**Exercise instructions:**
Please restate the data word for word, in full.

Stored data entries
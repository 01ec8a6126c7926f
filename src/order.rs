//! Stock comparators for ordering a batch's output

use crate::locate::{Page, Revision};
use crate::types::EntityId;
use chrono::{DateTime, FixedOffset};
use std::cmp::Ordering;

/// Order pages by title; untitled pages last
pub fn pages_by_title(a: &Page, b: &Page) -> Ordering {
    none_last(a.title(), b.title())
}

/// Order pages numerically by page id; pages without an id last
pub fn pages_by_id(a: &Page, b: &Page) -> Ordering {
    none_last(a.page_id(), b.page_id())
}

/// Order revisions numerically by revision id
pub fn revisions_by_id(a: &Revision, b: &Revision) -> Ordering {
    none_last(a.rev_id(), b.rev_id())
}

/// Order revisions chronologically, then by id; revisions without a
/// parseable timestamp last
pub fn revisions_by_timestamp(a: &Revision, b: &Revision) -> Ordering {
    let time = |r: &Revision| r.timestamp().and_then(parse_timestamp);
    none_last(time(a), time(b)).then_with(|| revisions_by_id(a, b))
}

fn parse_timestamp(text: &str) -> Option<DateTime<FixedOffset>> {
    DateTime::parse_from_rfc3339(text).ok()
}

fn none_last<T: Ord>(a: Option<T>, b: Option<T>) -> Ordering {
    match (a, b) {
        (Some(a), Some(b)) => a.cmp(&b),
        (Some(_), None) => Ordering::Less,
        (None, Some(_)) => Ordering::Greater,
        (None, None) => Ordering::Equal,
    }
}

#[cfg(test)]
mod tests {
    use super::*;
    use serde_json::{json, Value};

    fn page(value: Value) -> Page {
        serde_json::from_value(value).unwrap()
    }

    fn revision(value: Value) -> Revision {
        match value {
            Value::Object(map) => Revision::new(map),
            _ => unreachable!(),
        }
    }

    #[test]
    fn test_pages_by_id_is_numeric() {
        let mut pages = vec![
            page(json!({"pageid": 100, "title": "C"})),
            page(json!({"title": "Missing", "missing": true})),
            page(json!({"pageid": 9, "title": "B"})),
        ];
        pages.sort_by(pages_by_id);
        let titles: Vec<_> = pages.iter().map(|p| p.title().unwrap()).collect();
        assert_eq!(titles, vec!["B", "C", "Missing"]);
    }

    #[test]
    fn test_pages_by_title() {
        let mut pages = vec![page(json!({"title": "b"})), page(json!({"title": "A"}))];
        pages.sort_by(pages_by_title);
        assert_eq!(pages[0].title(), Some("A"));
    }

    #[test]
    fn test_revisions_by_timestamp_across_offsets() {
        let mut revisions = vec![
            revision(json!({"revid": 1, "timestamp": "2024-01-01T12:00:00+02:00"})),
            revision(json!({"revid": 2, "timestamp": "2024-01-01T11:00:00Z"})),
            revision(json!({"revid": 3})),
        ];
        revisions.sort_by(revisions_by_timestamp);
        let ids: Vec<_> = revisions
            .iter()
            .map(|r| r.rev_id().unwrap().to_string())
            .collect();
        assert_eq!(ids, vec!["1", "2", "3"]);
    }

    #[test]
    fn test_unparseable_timestamps_sort_with_untimed() {
        let mut revisions = vec![
            revision(json!({"revid": 4, "timestamp": "yesterday"})),
            revision(json!({"revid": 3})),
            revision(json!({"revid": 2, "timestamp": "2024-01-02T00:00:00Z"})),
            revision(json!({"revid": 1, "timestamp": "not a time"})),
            revision(json!({"revid": 5, "timestamp": "2024-01-01T00:00:00Z"})),
        ];
        revisions.sort_by(revisions_by_timestamp);
        let ids: Vec<_> = revisions
            .iter()
            .map(|r| r.rev_id().unwrap().to_string())
            .collect();
        assert_eq!(ids, vec!["5", "2", "1", "3", "4"]);
    }

    #[test]
    fn test_revisions_by_id_large_values() {
        let a = revision(json!({"revid": "123456789123456789"}));
        let b = revision(json!({"revid": "123456789123456788"}));
        assert_eq!(revisions_by_id(&a, &b), Ordering::Greater);
        assert_eq!(
            EntityId::parse("2").unwrap().cmp(&EntityId::parse("10").unwrap()),
            Ordering::Less
        );
    }
}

**Exercise response:**
repository 01ec8a6126c7926f
filename src/order.rs
//! Stock comparators for ordering a batch's output

use crate::locate::{Page, Revision};
use crate::types::EntityId;
use chrono::{DateTime, FixedOffset};
use std::cmp::Ordering;

/// Order pages by title; untitled pages last
pub fn pages_by_title(a: &Page, b: &Page) -> Ordering {
    none_last(a.title(), b.title())
}

/// Order pages numerically by page id; pages without an id last
pub fn pages_by_id(a: &Page, b: &Page) -> Ordering {
    none_last(a.page_id(), b.page_id())
}

/// Order revisions numerically by revision id
pub fn revisions_by_id(a: &Revision, b: &Revision) -> Ordering {
    none_last(a.rev_id(), b.rev_id())
}

/// Order revisions chronologically, then by id; revisions without a
/// parseable timestamp last
pub fn revisions_by_timestamp(a: &Revision, b: &Revision) -> Ordering {
    let time = |r: &Revision| r.timestamp().and_then(parse_timestamp);
    none_last(time(a), time(b)).then_with(|| revisions_by_id(a, b))
}

fn parse_timestamp(text: &str) -> Option<DateTime<FixedOffset>> {
    DateTime::parse_from_rfc3339(text).ok()
}

fn none_last<T: Ord>(a: Option<T>, b: Option<T>) -> Ordering {
    match (a, b) {
        (Some(a), Some(b)) => a.cmp(&b),
        (Some(_), None) => Ordering::Less,
        (None, Some(_)) => Ordering::Greater,
        (None, None) => Ordering::Equal,
    }
}

#[cfg(test)]
mod tests {
    use super::*;
    use serde_json::{json, Value};

    fn page(value: Value) -> Page {
        serde_json::from_value(value).unwrap()
    }

    fn revision(value: Value) -> Revision {
        match value {
            Value::Object(map) => Revision::new(map),
            _ => unreachable!(),
        }
    }

    #[test]
    fn test_pages_by_id_is_numeric() {
        let mut pages = vec![
            page(json!({"pageid": 100, "title": "C"})),
            page(json!({"title": "Missing", "missing": true})),
            page(json!({"pageid": 9, "title": "B"})),
        ];
        pages.sort_by(pages_by_id);
        let titles: Vec<_> = pages.iter().map(|p| p.title().unwrap()).collect();
        assert_eq!(titles, vec!["B", "C", "Missing"]);
    }

    #[test]
    fn test_pages_by_title() {
        let mut pages = vec![page(json!({"title": "b"})), page(json!({"title": "A"}))];
        pages.sort_by(pages_by_title);
        assert_eq!(pages[0].title(), Some("A"));
    }

    #[test]
    fn test_revisions_by_timestamp_across_offsets() {
        let mut revisions = vec![
            revision(json!({"revid": 1, "timestamp": "2024-01-01T12:00:00+02:00"})),
            revision(json!({"revid": 2, "timestamp": "2024-01-01T11:00:00Z"})),
            revision(json!({"revid": 3})),
        ];
        revisions.sort_by(revisions_by_timestamp);
        let ids: Vec<_> = revisions
            .iter()
            .map(|r| r.rev_id().unwrap().to_string())
            .collect();
        assert_eq!(ids, vec!["1", "2", "3"]);
    }

    #[test]
    fn test_unparseable_timestamps_sort_with_untimed() {
        let mut revisions = vec![
            revision(json!({"revid": 4, "timestamp": "yesterday"})),
            revision(json!({"revid": 3})),
            revision(json!({"revid": 2, "timestamp": "2024-01-02T00:00:00Z"})),
            revision(json!({"revid": 1, "timestamp": "not a time"})),
            revision(json!({"revid": 5, "timestamp": "2024-01-01T00:00:00Z"})),
        ];
        revisions.sort_by(revisions_by_timestamp);
        let ids: Vec<_> = revisions
            .iter()
            .map(|r| r.rev_id().unwrap().to_string())
            .collect();
        assert_eq!(ids, vec!["5", "2", "1", "3", "4"]);
    }

    #[test]
    fn test_revisions_by_id_large_values() {
        let a = revision(json!({"revid": "123456789123456789"}));
        let b = revision(json!({"revid": "123456789123456788"}));
        assert_eq!(revisions_by_id(&a, &b), Ordering::Greater);
        assert_eq!(
            EntityId::parse("2").unwrap().cmp(&EntityId::parse("10").unwrap()),
            Ordering::Less
        );
    }
}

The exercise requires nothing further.